A few practical options:
- The 10‑minute rule: Commit to just ten minutes of walking or stretching. If you want to stop then, you can. The low barrier often calms the initial resistance.
- Rhythmic activities: Cycling, swimming and gentle running offer repetitive, predictable movements that many people find soothing.
- Movement plus breathing: Combine a light walk with box breathing: inhale for four steps, hold for four, exhale for four, hold for four, then repeat.
- Low‑pressure social movement: Join a casual walking group, parkrun, or community class where competition is minimal.
For those already exercising a lot, especially women aiming for high performance, the key question shifts: is training still supportive, or is it driven by fear of slowing down, gaining weight or “losing it”? If guilt and worry spike every time you rest, your relationship with exercise may need as much attention as your training plan.
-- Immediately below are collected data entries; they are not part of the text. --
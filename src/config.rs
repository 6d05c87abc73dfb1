// Configuration: the vendor endpoints the client talks to, and the small
// credentials file that remembers the account and the chosen figurine
// between runs.

use crate::error::ConfigError;
use serde::{Deserialize, Serialize};
use std::path::{Path, PathBuf};

/// Production vendor API base URL.
pub const DEFAULT_API_URL: &str = "https://api.tonie.cloud/v2";
/// Production identity provider token endpoint.
pub const DEFAULT_TOKEN_URL: &str =
    "https://login.tonies.com/auth/realms/tonies/protocol/openid-connect/token";
/// Public OAuth client identifier; the token endpoint expects no secret.
pub const DEFAULT_CLIENT_ID: &str = "meine-tonies";

/// File name of the credentials file inside the user config directory.
pub const CONFIG_FILE: &str = "tonie_upload.yml";

/// Where the vendor API and its token endpoint live. Tests point this at a
/// local mock server.
#[derive(Debug, Clone, PartialEq, Eq)]
pub struct Endpoints {
    pub api_base_url: String,
    pub token_url: String,
    pub client_id: String,
}

impl Default for Endpoints {
    fn default() -> Self {
        Endpoints {
            api_base_url: DEFAULT_API_URL.into(),
            token_url: DEFAULT_TOKEN_URL.into(),
            client_id: DEFAULT_CLIENT_ID.into(),
        }
    }
}

impl Endpoints {
    /// Build an API URL from a path such as `/households`.
    pub fn api(&self, path: &str) -> String {
        format!("{}{}", self.api_base_url.trim_end_matches('/'), path)
    }
}

/// Account credentials plus the household and figurine the uploads go to.
/// The two identifiers stay empty until first-run setup has picked them.
#[derive(Debug, Clone, Default, PartialEq, Eq, Serialize, Deserialize)]
pub struct Credentials {
    #[serde(default, alias = "Username")]
    pub username: String,
    #[serde(default, alias = "Password")]
    pub password: String,
    #[serde(default)]
    pub household_id: String,
    #[serde(default, rename = "tonie_id")]
    pub figurine_id: String,
}

impl Credentials {
    /// True when nothing is left for the setup wizard to fill in.
    pub fn is_complete(&self) -> bool {
        !self.username.is_empty()
            && !self.password.is_empty()
            && !self.household_id.is_empty()
            && !self.figurine_id.is_empty()
    }
}

/// Reads and writes `Credentials` as YAML at a fixed path.
#[derive(Debug, Clone)]
pub struct CredentialStore {
    path: PathBuf,
}

impl CredentialStore {
    pub fn new(path: impl Into<PathBuf>) -> Self {
        CredentialStore { path: path.into() }
    }

    /// Store located in the per-user configuration directory.
    pub fn default_location() -> Result<Self, ConfigError> {
        let dir = dirs::config_dir().ok_or(ConfigError::NoConfigDir)?;
        Ok(Self::new(dir.join(CONFIG_FILE)))
    }

    pub fn path(&self) -> &Path {
        &self.path
    }

    /// Load the credentials. A missing file is `Ok(None)` so the caller can
    /// start the setup wizard; every other failure is an error.
    pub fn load(&self) -> Result<Option<Credentials>, ConfigError> {
        let data = match std::fs::read_to_string(&self.path) {
            Ok(data) => data,
            Err(err) if err.kind() == std::io::ErrorKind::NotFound => return Ok(None),
            Err(source) => {
                return Err(ConfigError::Read {
                    path: self.path.clone(),
                    source,
                })
            }
        };
        let credentials = serde_yaml::from_str(&data).map_err(|source| ConfigError::Parse {
            path: self.path.clone(),
            source,
        })?;
        Ok(Some(credentials))
    }

    /// Persist the credentials, creating the parent directory if needed.
    pub fn save(&self, credentials: &Credentials) -> Result<(), ConfigError> {
        let data = serde_yaml::to_string(credentials).map_err(ConfigError::Encode)?;
        let write_err = |source| ConfigError::Write {
            path: self.path.clone(),
            source,
        };
        if let Some(parent) = self.path.parent() {
            std::fs::create_dir_all(parent).map_err(write_err)?;
        }
        std::fs::write(&self.path, data).map_err(write_err)?;
        tracing::debug!(path = %self.path.display(), "saved config");
        Ok(())
    }
}
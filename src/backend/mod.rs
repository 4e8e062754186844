//! The external inference boundary.
//!
//! One analysis is exactly one [`InferenceService::generate`] call: the
//! normalized document, the audit prompt and the report schema go in, raw
//! text comes out. Two implementations ship with the crate:
//!
//! * [`GeminiBackend`] calls the generative-language REST API directly and
//!   uses its native structured output (`responseSchema`).
//! * [`ProviderBackend`] wraps any `edgequake_llm` provider and restates the
//!   schema in the system message instead.
//!
//! Tests and embedders supply their own implementation through
//! [`crate::AnalysisConfig`].

use async_trait::async_trait;
use serde_json::Value;

use crate::document::NormalizedPayload;

pub mod gemini;
pub mod provider;

pub use gemini::GeminiBackend;
pub use provider::ProviderBackend;

/// Everything the service needs for one analysis.
#[derive(Debug, Clone)]
pub struct InferenceRequest {
    pub payload: NormalizedPayload,
    pub prompt: &'static str,
    pub schema: Value,
    pub temperature: f32,
    pub max_tokens: usize,
    pub model: String,
}

/// Raw service answer. `text` is `None` when the service returned no content.
#[derive(Debug, Clone, Default, PartialEq)]
pub struct InferenceResponse {
    pub text: Option<String>,
    pub input_tokens: Option<u64>,
    pub output_tokens: Option<u64>,
}

impl InferenceResponse {
    pub fn text(text: impl Into<String>) -> Self {
        Self {
            text: Some(text.into()),
            ..Default::default()
        }
    }
}

/// A failed call. `message` is the service's own text, if it gave one.
#[derive(Debug, Clone, Default, PartialEq, Eq)]
pub struct ServiceFailure {
    pub message: Option<String>,
}

impl ServiceFailure {
    pub fn new(message: impl Into<String>) -> Self {
        Self {
            message: Some(message.into()),
        }
    }

    pub fn silent() -> Self {
        Self { message: None }
    }
}

impl From<ServiceFailure> for crate::error::AuditError {
    fn from(f: ServiceFailure) -> Self {
        crate::error::AuditError::ServiceError { message: f.message }
    }
}

/// A multimodal model that can read a paycheck and answer in JSON.
#[async_trait]
pub trait InferenceService: Send + Sync {
    /// Short name for logs.
    fn name(&self) -> &str;

    async fn generate(&self, request: &InferenceRequest)
        -> Result<InferenceResponse, ServiceFailure>;
}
Key terms and ideas worth unpacking
| Term | What it means | Why it matters for anxiety |
|---|---|---|
| BDNF | A protein that helps brain cells grow, connect and adapt. | Higher levels are linked to better stress resilience and mood regulation. |
| Exercise addiction | A compulsive need to work out, despite injuries or exhaustion. | Often tied to body image concerns and can worsen anxiety instead of easing it. |
| Box breathing | Breathing in a four‑step pattern: inhale, hold, exhale, hold. | Can quickly calm the nervous system when used during or after stress. |
| Moderate intensity | Activity that raises your heart rate and breathing but still allows conversation. | Appears to offer robust mental health benefits with relatively low risk. |
How this plays out in real life
Picture two people training three times a week. One jogs gently with friends, chatting and stopping when their body feels done. They see each session as a chance to clear their head. Over months, they sleep better, feel less jumpy and handle work stress more easily.
The other trains alone, tracking every split on a smartwatch, anxious about missing a day. Rest days feel like failure. After a tough race, instead of feeling proud, they worry about their time compared with others. Their body is fit, but their mind rarely switches off. The same activity category – running – plays two very different roles in their mental health.
For people already living with anxiety, combining therapy or medication with tailored physical activity may offer a stronger buffer than either route alone. Gentle exposure to the body’s signals during safe, planned exercise can slowly train the brain to interpret those sensations as manageable rather than dangerous. Over time, that shift may be as valuable as any stopwatch result.